The Arthistoriography goes far back to the Antiquity, but the history of Art History as a discipline in the modern academic institution just began as late as in the latter part of the nineteenth century. Looking back upon this history, two critical moments are found which has brought the radical changes in its crust: the early 1970s and the late 1980s. While the first decade is remembered as the time when new attempts within Art History called as 'new Art History' came out, the second as the time when newer attempts not just within Art History called as 'Visual Culture Studies' appeared. Since its appearance, new Art History has expanded the subjects and methods of Art History. Subjects like class, gender, and race, and methods like Marxism, Feminism, and Post-colonialism were introduced in the field of Art History which had been a very narrow and aloof discipline concentrating on the art of aesthetic value by the method of Positivism. The expansion of Art History as new Art History was something we would welcome, as it made immanent both art and Art History. As time goes by, however, the explosion of subjects and methods in new Art History got so much entangled that it becomes riddlesome to get the map of it. This article is an attempt to draw the map of new Art History.
If the dominant paradigm of 'old' Art History was, say, aesthetic positivism, that of new Art History is the social history of art. This means not just that new Art History began as the social history of art, but it became expansive to include a variety of subjects and methods. Since its beginning in the early 1970s, the social histories of art expanded its subject from class to gender and race, and its method from Marxism to Feminism and Postcolonialism. The tenor which brings together these different subjects and methods is the common perspective about art as social product. As such, social historians of art in the broad sense regard art as having historical truth, and their practice is composed of investigating as much context as possible which would help them find out and establish that truth.
What is interesting, however expansive the social history of art gets, there seems one exception in the map of new Art History: Post-structuralist Art History. Post-structuralism entered relatively late in the discipline in the late 1980s. Looking at the rising of visual culture, a group of scholars in the new Art History took the theory to activate the discipline from the persperctive of the present. They saw linguistic turn as pivotal, and argued that no one could reach beyond text the historical reality which the social historians of art called 'context'. They see context as constructive as text, and regard both of them as something to interpret.

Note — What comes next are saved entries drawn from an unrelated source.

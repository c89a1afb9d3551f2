//! V4L2 capture driver
//!
//! Streams from a Linux video device on a driver-owned thread and invokes
//! the registered completion callback once per dequeued buffer. The newest
//! raw buffer is kept until the next one arrives, which is what
//! `materialize_frame` decodes from.

use std::io;
use std::path::Path;
use std::sync::atomic::{AtomicU64, Ordering};
use std::sync::{Arc, Mutex, MutexGuard, PoisonError};
use std::thread::JoinHandle;
use std::time::Duration;

use tracing::{debug, info, warn};
use v4l::buffer::Type;
use v4l::capability::Flags as CapFlags;
use v4l::control::{Control, Value};
use v4l::io::traits::CaptureStream;
use v4l::prelude::MmapStream;
use v4l::video::capture::Parameters;
use v4l::video::Capture;
use v4l::Device;

use crate::capture::decoder::{decode_frame, PixelFormat};
use crate::capture::driver::{
    copy_rows, CaptureDriver, CaptureParam, CompletionCallback, DeviceHandle, FrameIndex,
};
use crate::capture::frame::Resolution;
use crate::error::DriverError;

const BUFFER_COUNT: u32 = 4;
/// Longest the capture thread blocks on a stalled device before it checks
/// for a stop request again.
const STREAM_TIMEOUT: Duration = Duration::from_millis(200);
const CID_EXPOSURE_ABSOLUTE: u32 = 0x009a_0902;
const CID_TEST_PATTERN: u32 = 0x009f_0903;

struct RawFrame {
    index: FrameIndex,
    data: Vec<u8>,
}

#[derive(Default)]
struct Shared {
    callback: Mutex<Option<CompletionCallback>>,
    latest: Mutex<Option<RawFrame>>,
}

struct Worker {
    stop: flume::Sender<()>,
    thread: JoinHandle<()>,
}

struct OpenDevice {
    handle: DeviceHandle,
    path: String,
    device: Device,
    format: PixelFormat,
    resolution: Resolution,
    shared: Arc<Shared>,
    worker: Option<Worker>,
}

/// [`CaptureDriver`] for a single V4L2 device.
pub struct V4l2Driver {
    device_path: Option<String>,
    next_handle: AtomicU64,
    open: Mutex<Option<OpenDevice>>,
}

fn lock<T>(mutex: &Mutex<T>) -> MutexGuard<'_, T> {
    mutex.lock().unwrap_or_else(PoisonError::into_inner)
}

impl V4l2Driver {
    /// `device_path` of `None` picks the first capture-capable node.
    pub fn new(device_path: Option<String>) -> Self {
        Self {
            device_path,
            next_handle: AtomicU64::new(1),
            open: Mutex::new(None),
        }
    }

    fn with_device<R>(
        &self,
        handle: DeviceHandle,
        f: impl FnOnce(&mut OpenDevice) -> Result<R, DriverError>,
    ) -> Result<R, DriverError> {
        let mut open = lock(&self.open);
        match open.as_mut() {
            Some(dev) if dev.handle == handle => f(dev),
            _ => Err(DriverError::UnknownHandle(handle.0)),
        }
    }

    fn take_worker(&self, handle: DeviceHandle) -> Option<Worker> {
        self.with_device(handle, |dev| Ok(dev.worker.take()))
            .ok()
            .flatten()
    }
}

/// First `/dev/videoN` node that supports video capture.
pub fn auto_detect_device() -> Option<String> {
    info!("Auto-detecting capture devices...");

    for i in 0..10 {
        let path = format!("/dev/video{}", i);
        if !Path::new(&path).exists() {
            continue;
        }

        if let Ok(dev) = Device::with_path(&path) {
            if let Ok(caps) = dev.query_caps() {
                if caps.capabilities.contains(CapFlags::VIDEO_CAPTURE) {
                    info!("Found capture device: {} - {}", path, caps.card);
                    return Some(path);
                }
            }
        }
    }

    None
}

fn negotiate_format(device: &Device) -> Result<(PixelFormat, Resolution), DriverError> {
    let mut fmt = device.format()?;
    for wanted in PixelFormat::PREFERRED {
        fmt.fourcc = wanted.fourcc();
        let actual = device.set_format(&fmt)?;
        if let Some(format) = PixelFormat::from_fourcc(actual.fourcc) {
            return Ok((format, Resolution::new(actual.width, actual.height)));
        }
    }
    Err(DriverError::UnsupportedFormat(fmt.fourcc.to_string()))
}

/// Source of raw frame buffers for the capture thread.
trait RawStream {
    /// Next raw buffer. `ErrorKind::TimedOut` means no frame arrived within
    /// the stream timeout; the caller may retry.
    fn next_raw(&mut self) -> io::Result<Vec<u8>>;
}

struct V4l2Stream {
    _device: Device,
    stream: MmapStream<'static>,
}

impl V4l2Stream {
    fn open(path: &str) -> Result<Self, DriverError> {
        let device = Device::with_path(path)?;
        let mut stream = MmapStream::with_buffers(&device, Type::VideoCapture, BUFFER_COUNT)?;
        stream.set_timeout(STREAM_TIMEOUT);
        info!("Capture stream started on {} with {} buffers", path, BUFFER_COUNT);
        Ok(Self {
            _device: device,
            stream,
        })
    }
}

impl RawStream for V4l2Stream {
    fn next_raw(&mut self) -> io::Result<Vec<u8>> {
        let (buf, meta) = self.stream.next()?;
        let used = match meta.bytesused as usize {
            0 => buf.len(),
            n => n.min(buf.len()),
        };
        Ok(buf[..used].to_vec())
    }
}

/// Spawn the capture thread and wait until its stream is open. A stream
/// that fails to open is reported here instead of on the thread.
fn start_worker<S, F>(open: F, shared: Arc<Shared>) -> Result<Worker, DriverError>
where
    S: RawStream,
    F: FnOnce() -> Result<S, DriverError> + Send + 'static,
{
    let (stop, stop_rx) = flume::bounded(1);
    let (ready_tx, ready_rx) = flume::bounded(1);
    let thread = std::thread::Builder::new()
        .name("okcapture-v4l2".into())
        .spawn(move || match open() {
            Ok(stream) => {
                let _ = ready_tx.send(Ok(()));
                run_capture(stream, &shared, &stop_rx);
            }
            Err(e) => {
                let _ = ready_tx.send(Err(e));
            }
        })?;

    let setup = ready_rx
        .recv()
        .unwrap_or(Err(DriverError::Rejected("capture thread setup")));
    match setup {
        Ok(()) => Ok(Worker { stop, thread }),
        Err(e) => {
            if thread.join().is_err() {
                warn!("Capture thread panicked during setup");
            }
            Err(e)
        }
    }
}

fn run_capture<S: RawStream>(mut stream: S, shared: &Shared, stop: &flume::Receiver<()>) {
    let mut index: FrameIndex = 0;
    while matches!(stop.try_recv(), Err(flume::TryRecvError::Empty)) {
        let data = match stream.next_raw() {
            Ok(data) => data,
            Err(e) if e.kind() == io::ErrorKind::TimedOut => continue,
            Err(e) => {
                warn!("Capture error: {}", e);
                break;
            }
        };

        index += 1;
        *lock(&shared.latest) = Some(RawFrame { index, data });

        let callback = lock(&shared.callback).clone();
        if let Some(callback) = callback {
            if !callback(index) {
                debug!("Frame {} not consumed", index);
            }
        }
    }
    debug!("Capture thread exiting after {} frames", index);
}

impl CaptureDriver for V4l2Driver {
    fn detect_device(&self) -> Option<DeviceHandle> {
        let mut open = lock(&self.open);
        if let Some(dev) = open.as_ref() {
            return Some(dev.handle);
        }

        let path = self.device_path.clone().or_else(auto_detect_device)?;
        let device = match Device::with_path(&path) {
            Ok(device) => device,
            Err(e) => {
                warn!("Failed to open {}: {}", path, e);
                return None;
            }
        };
        let (format, resolution) = match negotiate_format(&device) {
            Ok(negotiated) => negotiated,
            Err(e) => {
                warn!("No usable pixel format on {}: {}", path, e);
                return None;
            }
        };

        let handle = DeviceHandle(self.next_handle.fetch_add(1, Ordering::Relaxed));
        info!(
            "Opened {} as {}: {:?} {}x{}",
            path, handle, format, resolution.width, resolution.height
        );
        *open = Some(OpenDevice {
            handle,
            path,
            device,
            format,
            resolution,
            shared: Arc::new(Shared::default()),
            worker: None,
        });
        Some(handle)
    }

    fn query_active_rect(&self, handle: DeviceHandle) -> Option<(i64, i64)> {
        self.with_device(handle, |dev| {
            Ok((dev.resolution.width as i64, dev.resolution.height as i64))
        })
        .ok()
    }

    fn configure_test_pattern(&self, handle: DeviceHandle) -> Result<(), DriverError> {
        self.with_device(handle, |dev| {
            dev.device.set_control(Control {
                id: CID_TEST_PATTERN,
                value: Value::Integer(1),
            })?;
            Ok(())
        })
    }

    fn register_completion_callback(
        &self,
        handle: DeviceHandle,
        callback: CompletionCallback,
    ) -> Result<(), DriverError> {
        self.with_device(handle, |dev| {
            *lock(&dev.shared.callback) = Some(callback);
            Ok(())
        })
    }

    fn clear_completion_callback(&self, handle: DeviceHandle) {
        let _ = self.with_device(handle, |dev| {
            *lock(&dev.shared.callback) = None;
            Ok(())
        });
    }

    fn begin_indefinite_capture(&self, handle: DeviceHandle) -> Result<(), DriverError> {
        self.with_device(handle, |dev| {
            if dev.worker.is_some() {
                return Ok(());
            }
            let path = dev.path.clone();
            let worker = start_worker(move || V4l2Stream::open(&path), Arc::clone(&dev.shared))?;
            dev.worker = Some(worker);
            Ok(())
        })
    }

    fn stop_capture(&self, handle: DeviceHandle) {
        // Join outside the device lock: the capture thread locks it again
        // through `materialize_frame`.
        if let Some(worker) = self.take_worker(handle) {
            let _ = worker.stop.send(());
            if worker.thread.join().is_err() {
                warn!("Capture thread for {} panicked", handle);
            }
        }
    }

    fn materialize_frame(
        &self,
        handle: DeviceHandle,
        dest: &mut [u8],
        resolution: Resolution,
        index: FrameIndex,
        flip_vertically: bool,
    ) -> Result<(), DriverError> {
        let (format, shared) =
            self.with_device(handle, |dev| Ok((dev.format, Arc::clone(&dev.shared))))?;

        if dest.len() != resolution.frame_len() {
            return Err(DriverError::SizeMismatch {
                expected: resolution.frame_len(),
                actual: dest.len(),
            });
        }

        let latest = lock(&shared.latest);
        let raw = latest
            .as_ref()
            .filter(|raw| raw.index == index)
            .ok_or(DriverError::FrameUnavailable { index })?;
        let rgb = decode_frame(&raw.data, format, resolution)?;
        copy_rows(
            &rgb[..resolution.frame_len()],
            dest,
            resolution.stride(),
            flip_vertically,
        );
        Ok(())
    }

    fn set_param(
        &self,
        handle: DeviceHandle,
        param: CaptureParam,
        value: i64,
    ) -> Result<(), DriverError> {
        self.with_device(handle, |dev| {
            match param {
                CaptureParam::ExposureTime => {
                    // V4L2 absolute exposure is in units of 100 µs.
                    dev.device.set_control(Control {
                        id: CID_EXPOSURE_ABSOLUTE,
                        value: Value::Integer((value / 100).max(1)),
                    })?;
                }
                CaptureParam::FrameRate => {
                    let fps = u32::try_from(value)
                        .ok()
                        .filter(|&fps| fps > 0)
                        .ok_or(DriverError::Rejected("frame rate"))?;
                    dev.device.set_params(&Parameters::with_fps(fps))?;
                }
            }
            Ok(())
        })
    }

    fn release(&self, handle: DeviceHandle) {
        self.stop_capture(handle);
        let mut open = lock(&self.open);
        if open.as_ref().is_some_and(|dev| dev.handle == handle) {
            if let Some(dev) = open.take() {
                info!("Closed {}", dev.path);
            }
        }
    }
}

impl Drop for V4l2Driver {
    fn drop(&mut self) {
        let handle = lock(&self.open).as_ref().map(|dev| dev.handle);
        if let Some(handle) = handle {
            self.release(handle);
        }
    }
}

In conclusion, the history of Art History as an academic discipline can be distinguished in 3 parts. The old Art History from the 19th century to the mid 20th century had art of aesthetic value as its object and positivism as its method based on realism about historial reality and correspondence theory about historical truth. The new Art History appeared since the early 1970s, the mainstream of which is the social history of art, and as such it had art of historical value as its object and various theories from Marxism to Postcolonialism as its method. The old and new Art Histories are very different in their objects and methods, but still they shared common premises on historical reality and truth. Both of them believe that the work of art is an embodiment of this or that value which is real either in the transendental realm or in the immanent world, and the arthistorian is someone who tries to find out that value, no matter what methods she or he would use. When she or he discover the evidence to support that value, she or he can be said also to discover the truth about that value. That the historian can approach to the value of art, and record its truth is what the Post-structuralist historians of art deny. They see their job not as recording but as interpreting. To decide what to interpret is the concern of the present.